=== What you are asked to do ===
Give back every entry in full, exactly as it reads.

===== Listed records

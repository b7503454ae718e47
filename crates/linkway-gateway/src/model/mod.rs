mod health;
mod link;

pub use health::HealthResponse;
pub use link::{CreateLinkRequest, LinkListResponse, LinkResponse};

==========

=== Task answer ===
repository b7503454ae718e47
filename crates/linkway-gateway/src/model/mod.rs
mod health;
mod link;

pub use health::HealthResponse;
pub use link::{CreateLinkRequest, LinkListResponse, LinkResponse};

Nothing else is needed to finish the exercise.